Placez le tube sur l’aimant pendant une minute pour enlever les perles du produit. Sans enlever le tube de l’aimant, transférez le supernatant clair dans une colonne de purification de l’ADN. Lavez la colonne une fois avec 250 microlitres de tampon PB, et deux fois avec 750 microlitres de tampon PE.
Ajouter ensuite 10 microlitres de tampon d’élitution pour élucider l’échantillon. Configurer la réaction initiale d’amplification pcr dans un tube PCR sans nucléase. Placez le tube PCR dans le thermocycleur et exécutez le programme d’amplification PCR.
Ensuite, complétez l’amplification pcr finale des 45 microlitres restants de réaction PCR, tel que décrit dans le manuscrit. Placez le tube PCR dans le thermocycleur et exécutez le programme. Après amplification complète, purifier les bibliothèques à l’aide d’un kit de nettoyage PCR, suivant le protocole du fabricant, en 25 microlitres du tampon d’élitution.
Séquencez les bibliothèques préparées sur un séquenceur de nouvelle génération à une profondeur de lecture moyenne de 42 millions de lecture par échantillon. Ce protocole ATAC-seq amélioré a produit une bibliothèque finale de plus d’un nanogramme par microlitre pour le séquençage. Le contrôle de la qualité a montré des fragments d’ADN entre 200 et 1000 paires de base, et d’autres séquençages ont été effectués avec ces bibliothèques de haute qualité.
Les bibliothèques préparées à la suite de ce protocole n’ont montré qu’une contamination mitochondrique de 3 %. Le pourcentage élevé de lectures utilisables est suffisamment constant entre les répliques biologiques. Ce protocole a fourni des résultats hautement reproductibles à travers des répliques techniques, ainsi que des répliques biologiques.
En outre, ce protocole a pris 48 heures, plutôt qu’une semaine ou plus comme décrit précédemment, ayant pour résultat l’activation cohérente et efficace, comme démontré par des résultats reproductibles de séquençage. De plus, le pipeline d’analyse a appelé avec précision les pics prévus d’ATAC-seq. L’analyse des résultats de séquençage a révélé des changements clairs dans l’état de chromatine pendant l’activation humaine des cellules T.
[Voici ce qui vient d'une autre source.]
use crate::fonts::FontMetrics;
use crate::markup::{Align, Inline, Paragraph, Style};

/// Indentation per list level, in ems of the normal size.
const LIST_INDENT_EM: f64 = 1.5;

/// Extra space between paragraphs, in ems of the normal size.
const PAR_SKIP_EM: f64 = 0.4;

/// Bullet glyph used for `\item`.
const BULLET: &str = "\u{2022}";

/// A run of same-styled text placed on a baseline. Coordinates are
/// in points with the top of the text block at y = 0 and y
/// decreasing downwards.
#[derive(Debug, Clone, PartialEq)]
pub struct LaidRun {
    pub x: f64,
    pub y: f64,
    pub text: String,
    pub style: Style,
}

/// Result of flowing paragraphs into a column.
#[derive(Debug, Clone, PartialEq)]
pub struct TextLayout {
    pub runs: Vec<LaidRun>,
    /// Distance from the top to the lowest descender.
    pub height: f64,
    /// Depth of the first baseline below the top, or 0 if empty.
    pub first_baseline: f64,
}

/// One unbreakable word: adjacent pieces without a space between.
#[derive(Debug, Clone)]
struct Word {
    pieces: Vec<(String, Style)>,
    /// Style of the text before the preceding space, if any.
    space_before: Option<Style>,
    forced_break: bool,
}

impl Word {
    fn width(&self) -> f64 {
        self.pieces
            .iter()
            .map(|(t, s)| FontMetrics::measure_text(t, s.font(), s.size))
            .sum()
    }

    fn space_width(&self) -> f64 {
        self.space_before
            .map(|s| FontMetrics::measure_text(" ", s.font(), s.size))
            .unwrap_or(0.0)
    }

    fn max_size(&self) -> f64 {
        self.pieces.iter().map(|(_, s)| s.size).fold(0.0, f64::max)
    }
}

/// Break paragraph inlines into words. A `LineBreak` marks the next
/// word as starting a new line.
fn extract_words(inlines: &[Inline]) -> Vec<Word> {
    let mut words: Vec<Word> = Vec::new();
    let mut current: Option<Word> = None;
    let mut pending_space: Option<Style> = None;
    let mut pending_break = false;
    let mut last_style: Option<Style> = None;

    for inline in inlines {
        match inline {
            Inline::Text { text, style } => {
                let word = current.get_or_insert_with(|| Word {
                    pieces: Vec::new(),
                    space_before: pending_space.take(),
                    forced_break: std::mem::take(&mut pending_break),
                });
                word.pieces.push((text.clone(), *style));
                last_style = Some(*style);
            }
            Inline::Space => {
                if let Some(w) = current.take() {
                    words.push(w);
                }
                pending_space = last_style;
            }
            Inline::LineBreak => {
                if let Some(w) = current.take() {
                    words.push(w);
                }
                pending_space = None;
                pending_break = true;
            }
        }
    }
    if let Some(w) = current.take() {
        words.push(w);
    }
    words
}

/// Flow paragraphs into lines no wider than `width` points. Words
/// wider than the line overflow rather than being split.
pub fn layout(paragraphs: &[Paragraph], width: f64, base: Style) -> TextLayout {
    let em = base.size;
    let mut runs = Vec::new();
    let mut y = 0.0;
    let mut first_baseline = None;
    let mut bottom: f64 = 0.0;

    for (index, para) in paragraphs.iter().enumerate() {
        if index > 0 {
            y -= PAR_SKIP_EM * em;
        }
        let indent = para.depth as f64 * LIST_INDENT_EM * em;
        let avail = (width - indent).max(0.0);
        let lines = break_lines(&extract_words(&para.inlines), avail);

        for (line_no, line) in lines.iter().enumerate() {
            let size = line
                .iter()
                .map(|w| w.max_size())
                .fold(0.0, f64::max)
                .max(if line.is_empty() { em } else { 0.0 });
            let baseline = match first_baseline {
                None => {
                    first_baseline = Some(size);
                    y - size
                }
                Some(_) => y - FontMetrics::line_height(size),
            };
            y = baseline;
            bottom = bottom.min(baseline - FontMetrics::descent(size));

            let line_width = line_width(line);
            // Without a width limit there is nothing to center in.
            let x0 = match para.align {
                Align::Center if avail.is_finite() => indent + (avail - line_width) / 2.0,
                _ => indent,
            };

            if para.bullet && line_no == 0 {
                let style = line
                    .first()
                    .and_then(|w| w.pieces.first())
                    .map(|(_, s)| Style {
                        bold: false,
                        italic: false,
                        ..*s
                    })
                    .unwrap_or(base);
                runs.push(LaidRun {
                    x: indent - LIST_INDENT_EM * em * 0.6,
                    y: baseline,
                    text: BULLET.to_string(),
                    style,
                });
            }
            emit_line(line, x0, baseline, &mut runs);
        }
    }

    TextLayout {
        runs,
        height: -bottom,
        first_baseline: first_baseline.unwrap_or(0.0),
    }
}

/// Greedy line breaking. Every paragraph yields at least one line.
fn break_lines(words: &[Word], avail: f64) -> Vec<Vec<Word>> {
    let mut lines: Vec<Vec<Word>> = vec![Vec::new()];
    let mut width = 0.0;
    for word in words {
        let line_empty = lines.last().map(|l| l.is_empty()).unwrap_or(true);
        let w = word.width();
        let needed = if line_empty {
            w
        } else {
            width + word.space_width() + w
        };
        if word.forced_break || (!line_empty && needed > avail) {
            lines.push(Vec::new());
            width = w;
        } else {
            width = needed;
        }
        if let Some(last) = lines.last_mut() {
            last.push(word.clone());
        }
    }
    lines
}

fn line_width(line: &[Word]) -> f64 {
    line.iter()
        .enumerate()
        .map(|(i, w)| if i == 0 { w.width() } else { w.space_width() + w.width() })
        .sum()
}

/// Merge the words of one line into runs of identical style. The
/// space before a word is measured in the style of the text it
/// follows, which is always the open run's style.
fn emit_line(line: &[Word], x0: f64, baseline: f64, runs: &mut Vec<LaidRun>) {
    let mut x = x0;
    let mut current: Option<LaidRun> = None;
    for (i, word) in line.iter().enumerate() {
        if i > 0 && word.space_before.is_some() {
            if let Some(run) = current.as_mut() {
                run.text.push(' ');
            }
            x += word.space_width();
        }
        for (text, style) in &word.pieces {
            match current.as_mut() {
                Some(run) if run.style == *style => run.text.push_str(text),
                _ => {
                    runs.extend(current.take());
                    current = Some(LaidRun {
                        x,
                        y: baseline,
                        text: text.clone(),
                        style: *style,
                    });
                }
            }
            x += FontMetrics::measure_text(text, style.font(), style.size);
        }
    }
    runs.extend(current);
}

#[cfg(test)]
mod tests {
    use super::*;
    use crate::fonts::{BuiltinFont, FontFamily};
    use crate::markup::{parse, Macros};
    use crate::typeset::TextEncoding;

    fn sans() -> Style {
        Style::normal(FontFamily::Sans)
    }

    fn flow(src: &str, width: f64) -> TextLayout {
        let paras = parse(src, &Macros::default(), sans(), TextEncoding::Utf8).unwrap();
        layout(&paras, width, sans())
    }

    #[test]
    fn single_line_is_one_run() {
        let l = flow("Hello world", 1000.0);
        assert_eq!(l.runs.len(), 1);
        assert_eq!(l.runs[0].text, "Hello world");
        assert_eq!((l.runs[0].x, l.runs[0].y), (0.0, -10.0));
        assert_eq!(l.first_baseline, 10.0);
        assert!((l.height - 12.5).abs() < 1e-9);
    }

    #[test]
    fn narrow_width_wraps() {
        let l = flow("Hello world", 30.0);
        assert_eq!(l.runs.len(), 2);
        assert_eq!(l.runs[0].text, "Hello");
        assert_eq!(l.runs[1].text, "world");
        assert_eq!(l.runs[1].x, 0.0);
        assert!((l.runs[1].y - -22.0).abs() < 1e-9);
    }

    #[test]
    fn forced_line_break() {
        let l = flow("a\\\\b", 1000.0);
        assert_eq!(l.runs.len(), 2);
        assert!(l.runs[1].y < l.runs[0].y);
    }

    #[test]
    fn overlong_word_overflows_on_its_own_line() {
        let l = flow("a Supercalifragilistic b", 20.0);
        let texts: Vec<_> = l.runs.iter().map(|r| r.text.as_str()).collect();
        assert_eq!(texts, vec!["a", "Supercalifragilistic", "b"]);
    }

    #[test]
    fn centered_line_offset() {
        let l = flow("\\begin{center}ab\\end{center}", 100.0);
        let w = FontMetrics::measure_text("ab", BuiltinFont::Helvetica, 10.0);
        assert!((l.runs[0].x - (100.0 - w) / 2.0).abs() < 1e-9);
    }

    #[test]
    fn style_change_splits_runs() {
        let l = flow("a \\textbf{b}", 1000.0);
        assert_eq!(l.runs.len(), 2);
        assert_eq!(l.runs[0].text, "a ");
        assert_eq!(l.runs[1].style.font(), BuiltinFont::HelveticaBold);
        let w = FontMetrics::measure_text("a ", BuiltinFont::Helvetica, 10.0);
        assert!((l.runs[1].x - w).abs() < 1e-9);
    }

    #[test]
    fn items_are_indented_with_bullets() {
        let l = flow("\\begin{itemize}\\item one\\end{itemize}", 1000.0);
        assert_eq!(l.runs.len(), 2);
        assert_eq!(l.runs[0].text, BULLET);
        assert!((l.runs[0].x - 6.0).abs() < 1e-9);
        assert_eq!(l.runs[1].text, "one");
        assert_eq!(l.runs[1].x, 15.0);
    }

    #[test]
    fn paragraphs_are_separated() {
        let l = flow("one\n\ntwo", 1000.0);
        assert_eq!(l.runs.len(), 2);
        assert!((l.runs[1].y - (-10.0 - 4.0 - 12.0)).abs() < 1e-9);
    }

    #[test]
    fn empty_input_has_no_height() {
        let l = flow("", 100.0);
        assert!(l.runs.is_empty());
        assert_eq!(l.height, 0.0);
    }
}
Des régions différemment accessibles de chromatine ouverte ont été identifiées entre six échantillons avant et 48 heures après l’activation. Assurez-vous que la réaction de lyse des noyaux est effectuée avec des reagents et des matériaux réfrigérés, afin de maximiser la récupération des noyaux intacts. Notre tampon de lyse de noyaux modifiés est plus doux sur les cellules, et minimise la contamination de l’ADN mitochondrial.
Nous attendons avec intérêt que ce tampon modifié de lyse soit appliqué aux noyaux simples ATAC-seq aussi bien. Nous savons que ce protocole permettra aux chercheurs de produire des données ATAC-seq de meilleure qualité à un coût réduit, ce qui aidera à faire avancer le champ épigénétique. Le protocole est simple, rapide et ne nécessite aucun réaccélément ou instrument dangereux, ce qui le rend facilement accessible aux nouveaux atac-seq.